START RECORDED DATA
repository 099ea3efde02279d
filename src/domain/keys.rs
//! Key derivation for outline nodes.
//!
//! Two keys are derived when a node is created:
//! - full number key: numbering tokens from level 1 down, joined with `/`
//! - content key: titles from level 1 down, joined with `-`
//!
//! The separator is only inserted below a non-empty parent key, so level-1
//! keys never start with a separator.

use crate::domain::error::{DomainError, DomainResult};

pub const NUMBER_KEY_SEPARATOR: &str = "/";
pub const CONTENT_KEY_SEPARATOR: &str = "-";

#[derive(Debug, Clone, PartialEq, Eq)]
pub struct KeySeparators {
    number: String,
    content: String,
}

impl Default for KeySeparators {
    fn default() -> Self {
        Self {
            number: NUMBER_KEY_SEPARATOR.to_string(),
            content: CONTENT_KEY_SEPARATOR.to_string(),
        }
    }
}

impl KeySeparators {
    pub fn new(number: impl Into<String>, content: impl Into<String>) -> DomainResult<Self> {
        let number = number.into();
        let content = content.into();
        if number.is_empty() {
            return Err(DomainError::EmptySeparator("number"));
        }
        if content.is_empty() {
            return Err(DomainError::EmptySeparator("content"));
        }
        Ok(Self { number, content })
    }

    pub fn number(&self) -> &str {
        &self.number
    }

    pub fn content(&self) -> &str {
        &self.content
    }

    pub fn full_number_key(&self, parent: &str, number_key: &str) -> String {
        join_key(parent, &self.number, number_key)
    }

    pub fn content_key(&self, parent: &str, title: &str) -> String {
        join_key(parent, &self.content, title)
    }
}

pub fn join_key(parent: &str, separator: &str, part: &str) -> String {
    if parent.is_empty() {
        part.to_string()
    } else {
        format!("{parent}{separator}{part}")
    }
}

#[cfg(test)]
mod tests {
    use super::*;

    #[test]
    fn given_root_parent_when_deriving_then_no_leading_separator() {
        let seps = KeySeparators::default();
        assert_eq!(seps.full_number_key("", "一、"), "一、");
        assert_eq!(seps.content_key("", "Intro"), "Intro");
    }

    #[test]
    fn given_nested_parent_when_deriving_then_joins_with_separator() {
        let seps = KeySeparators::default();
        assert_eq!(seps.full_number_key("一、/（一）", "1."), "一、/（一）/1.");
        assert_eq!(seps.content_key("Intro-Background", "History"), "Intro-Background-History");
    }

    #[test]
    fn given_empty_separator_when_creating_then_errors() {
        assert!(matches!(
            KeySeparators::new("", "-"),
            Err(DomainError::EmptySeparator("number"))
        ));
        assert!(matches!(
            KeySeparators::new("/", ""),
            Err(DomainError::EmptySeparator("content"))
        ));
    }
}
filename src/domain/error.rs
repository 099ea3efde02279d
//! Domain-level errors (no external dependencies)

use thiserror::Error;

/// Domain errors represent invalid outline configuration.
/// Parsing text never fails; only the pattern and separator setup can.
#[derive(Error, Debug)]
pub enum DomainError {
    #[error("invalid heading pattern for level {level}: {pattern}")]
    InvalidPattern {
        level: usize,
        pattern: String,
        #[source]
        source: regex::Error,
    },

    #[error("heading pattern for level {level} needs a numeral and a title group: {pattern}")]
    MissingCaptureGroups { level: usize, pattern: String },

    #[error("at least one heading pattern is required")]
    EmptyPatternSet,

    #[error("{0} key separator must not be empty")]
    EmptySeparator(&'static str),
}

/// Result type for domain operations.
pub type DomainResult<T> = Result<T, DomainError>;
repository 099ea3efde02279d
use generational_arena::Index;
use termtree::Tree;
use tracing::instrument;

use crate::domain::arena::Outline;

pub trait OutlineTreeConvert {
    fn to_tree_string(&self) -> Tree<String>;
}

impl OutlineTreeConvert for Outline {
    #[instrument(level = "debug", skip(self))]
    fn to_tree_string(&self) -> Tree<String> {
        fn build_tree(outline: &Outline, node_idx: Index, parent_tree: &mut Tree<String>) {
            for (child_idx, child) in outline.children(node_idx) {
                let mut child_tree = Tree::new(child.to_string());
                build_tree(outline, child_idx, &mut child_tree);
                parent_tree.push(child_tree);
            }
        }

        let root = self.root_node();
        let label = if root.contents.is_empty() {
            "ROOT".to_string()
        } else {
            format!("ROOT ({} lines)", root.contents.len())
        };
        let mut tree = Tree::new(label);
        build_tree(self, self.root(), &mut tree);
        tree
    }
}
//! Template-driven renumbering.
//!
//! A template outline defines canonical numbering per heading wording. A
//! report outline with the same wording gets its numbering tokens rewritten
//! to the template's, after which full number keys are rebuilt top-down.
//! Content keys are never touched.

use std::collections::BTreeMap;

use itertools::Itertools;
use tracing::{debug, instrument};

use crate::domain::arena::Outline;

/// Content key -> numbering tokens seen in the template, document order.
#[derive(Debug, Clone, Default, PartialEq, Eq)]
pub struct TemplateNumberMap {
    seen: BTreeMap<String, Vec<String>>,
}

impl TemplateNumberMap {
    #[instrument(level = "debug", skip_all, fields(headings = template.len()))]
    pub fn from_outline(template: &Outline) -> Self {
        let mut seen: BTreeMap<String, Vec<String>> = BTreeMap::new();
        for (_, _, node) in template.iter() {
            seen.entry(node.content_key.clone())
                .or_default()
                .push(node.number_key.clone());
        }
        Self { seen }
    }

    /// The authoritative token: the first one seen for this wording.
    pub fn canonical(&self, content_key: &str) -> Option<&str> {
        self.seen
            .get(content_key)
            .and_then(|tokens| tokens.first())
            .map(String::as_str)
    }

    pub fn occurrences(&self, content_key: &str) -> &[String] {
        self.seen
            .get(content_key)
            .map(Vec::as_slice)
            .unwrap_or_default()
    }

    /// Wordings the template numbers in more than one way, sorted by key.
    pub fn conflicts(&self) -> Vec<(&str, Vec<&str>)> {
        self.seen
            .iter()
            .filter_map(|(key, tokens)| {
                let distinct: Vec<&str> = tokens.iter().map(String::as_str).unique().collect();
                (distinct.len() > 1).then_some((key.as_str(), distinct))
            })
            .collect()
    }

    pub fn len(&self) -> usize {
        self.seen.len()
    }

    pub fn is_empty(&self) -> bool {
        self.seen.is_empty()
    }
}

/// One numbering rewrite applied to a report heading.
#[derive(Debug, Clone, PartialEq, Eq)]
pub struct Correction {
    pub content_key: String,
    pub from: String,
    pub to: String,
}

/// Rewrite the report's numbering to the template's and rebuild its full
/// number keys. Headings whose wording the template lacks keep their numbers.
#[instrument(level = "debug", skip_all, fields(headings = report.len(), template = map.len()))]
pub fn reconcile(report: &mut Outline, map: &TemplateNumberMap) -> Vec<Correction> {
    let order: Vec<_> = report.iter().map(|(idx, _, _)| idx).collect();
    let mut corrections = Vec::new();

    for idx in order {
        let Some(node) = report.get_node_mut(idx) else {
            continue;
        };
        let Some(canonical) = map.canonical(&node.content_key) else {
            continue;
        };
        if canonical == node.number_key {
            continue;
        }
        debug!(key = %node.content_key, from = %node.number_key, to = canonical, "renumber");
        corrections.push(Correction {
            content_key: node.content_key.clone(),
            from: std::mem::replace(&mut node.number_key, canonical.to_string()),
            to: canonical.to_string(),
        });
        node.raw_number = canonical.to_string();
    }

    report.rebuild_full_number_keys();
    corrections
}

impl Outline {
    /// Recompute every full number key from the current number keys,
    /// parents before children.
    pub fn rebuild_full_number_keys(&mut self) {
        let separators = self.separators().clone();
        let mut stack: Vec<_> = self
            .children(self.root())
            .map(|(idx, _)| (idx, String::new()))
            .collect();
        stack.reverse();

        while let Some((idx, parent_key)) = stack.pop() {
            let Some(node) = self.get_node_mut(idx) else {
                continue;
            };
            node.full_number_key = separators.full_number_key(&parent_key, &node.number_key);
            let key = node.full_number_key.clone();
            for &child in node.children.iter().rev() {
                stack.push((child, key.clone()));
            }
        }
    }
}
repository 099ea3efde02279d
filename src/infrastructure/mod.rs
//! Infrastructure layer: I/O implementations and DI container
//!
//! This layer implements I/O boundary traits and wires up services.

pub mod di;
pub mod error;
pub mod traits;

pub use di::ServiceContainer;
pub use error::InfraError;
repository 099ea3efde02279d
//! Application-level errors (wraps domain errors)

use std::path::PathBuf;
use thiserror::Error;

use crate::domain::DomainError;

/// Application errors wrap domain errors and add application-level context.
#[derive(Error, Debug)]
pub enum ApplicationError {
    #[error("{0}")]
    Domain(#[from] DomainError),

    #[error("input not found: {}", .0.display())]
    InputNotFound(PathBuf),

    #[error("config error: {message}")]
    Config { message: String },

    #[error("operation failed: {context}")]
    OperationFailed {
        context: String,
        #[source]
        source: Box<dyn std::error::Error + Send + Sync>,
    },
}

/// Result type for application layer operations.
pub type ApplicationResult<T> = Result<T, ApplicationError>;
//! Service container for dependency injection
//!
//! Wires up all services with their dependencies.

use std::sync::Arc;

use crate::application::services::OutlineService;
use crate::application::ApplicationResult;
use crate::config::Settings;
use crate::domain::OutlineBuilder;
use crate::infrastructure::traits::{FileSystem, RealFileSystem};

/// Container holding all application services.
pub struct ServiceContainer {
    /// Application settings
    pub settings: Arc<Settings>,

    /// Filesystem abstraction
    pub fs: Arc<dyn FileSystem>,

    /// Outline parsing and reconciliation
    pub outline: OutlineService,
}

impl ServiceContainer {
    /// Create a new service container with real implementations.
    ///
    /// Fails when the configured heading patterns or separators are invalid.
    pub fn new(settings: Settings) -> ApplicationResult<Self> {
        Self::with_deps(settings, Arc::new(RealFileSystem))
    }

    /// Create a service container with custom dependencies (for testing).
    pub fn with_deps(settings: Settings, fs: Arc<dyn FileSystem>) -> ApplicationResult<Self> {
        let builder = OutlineBuilder::new(settings.heading_patterns()?, settings.key_separators()?);
        let outline = OutlineService::with_builder(Arc::clone(&fs), builder, settings.indent.clone());
        let settings = Arc::new(settings);

        Ok(Self {
            settings,
            fs,
            outline,
        })
    }
}
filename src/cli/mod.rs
//! CLI layer: argument parsing, command dispatch, terminal output

pub mod args;
pub mod commands;
pub mod error;
pub mod output;

pub use args::{Cli, Commands, ConfigCommands};
pub use commands::execute_command;
pub use error::{CliError, CliResult};
//! CLI-level errors (wraps infrastructure errors)

use thiserror::Error;

use crate::application::ApplicationError;
use crate::infrastructure::InfraError;

/// CLI errors are the top-level error type.
/// These are what get displayed to the user.
#[derive(Error, Debug)]
pub enum CliError {
    #[error("{0}")]
    Infra(#[from] InfraError),

    #[error("no section with content key: {0}")]
    SectionNotFound(String),

    #[error("{0}")]
    Usage(String),
}

impl From<ApplicationError> for CliError {
    fn from(e: ApplicationError) -> Self {
        CliError::Infra(InfraError::Application(e))
    }
}

/// Result type for CLI operations.
pub type CliResult<T> = Result<T, CliError>;

impl CliError {
    /// Get the appropriate exit code for this error.
    pub fn exit_code(&self) -> i32 {
        match self {
            CliError::Usage(_) => crate::exitcode::USAGE,
            CliError::SectionNotFound(_) => crate::exitcode::DATAERR,
            CliError::Infra(e) => match e {
                InfraError::Write { .. } => crate::exitcode::CANTCREAT,
                InfraError::Application(app) => match app {
                    ApplicationError::Domain(_) | ApplicationError::Config { .. } => {
                        crate::exitcode::CONFIG
                    }
                    ApplicationError::InputNotFound(_) => crate::exitcode::NOINPUT,
                    ApplicationError::OperationFailed { .. } => crate::exitcode::IOERR,
                },
            },
        }
    }
}

#[cfg(test)]
mod tests {
    use super::*;
    use crate::domain::DomainError;
    use std::path::PathBuf;

    #[test]
    fn given_errors_when_mapping_exit_codes_then_follow_sysexits() {
        let missing: CliError = ApplicationError::InputNotFound(PathBuf::from("x.txt")).into();
        assert_eq!(missing.exit_code(), crate::exitcode::NOINPUT);

        let config: CliError = ApplicationError::Domain(DomainError::EmptyPatternSet).into();
        assert_eq!(config.exit_code(), crate::exitcode::CONFIG);

        let not_found = CliError::SectionNotFound("A-B".to_string());
        assert_eq!(not_found.exit_code(), crate::exitcode::DATAERR);
        assert_eq!(not_found.to_string(), "no section with content key: A-B");
    }
}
END RECORDED DATA
**EXERCISE REQUIREMENTS:** Go through the listing above and find each line that contains "joined", then copy it.

**OUTPUT BELOW:**
//! - full number key: numbering tokens from level 1 down, joined with `/`
//! - content key: titles from level 1 down, joined with `-`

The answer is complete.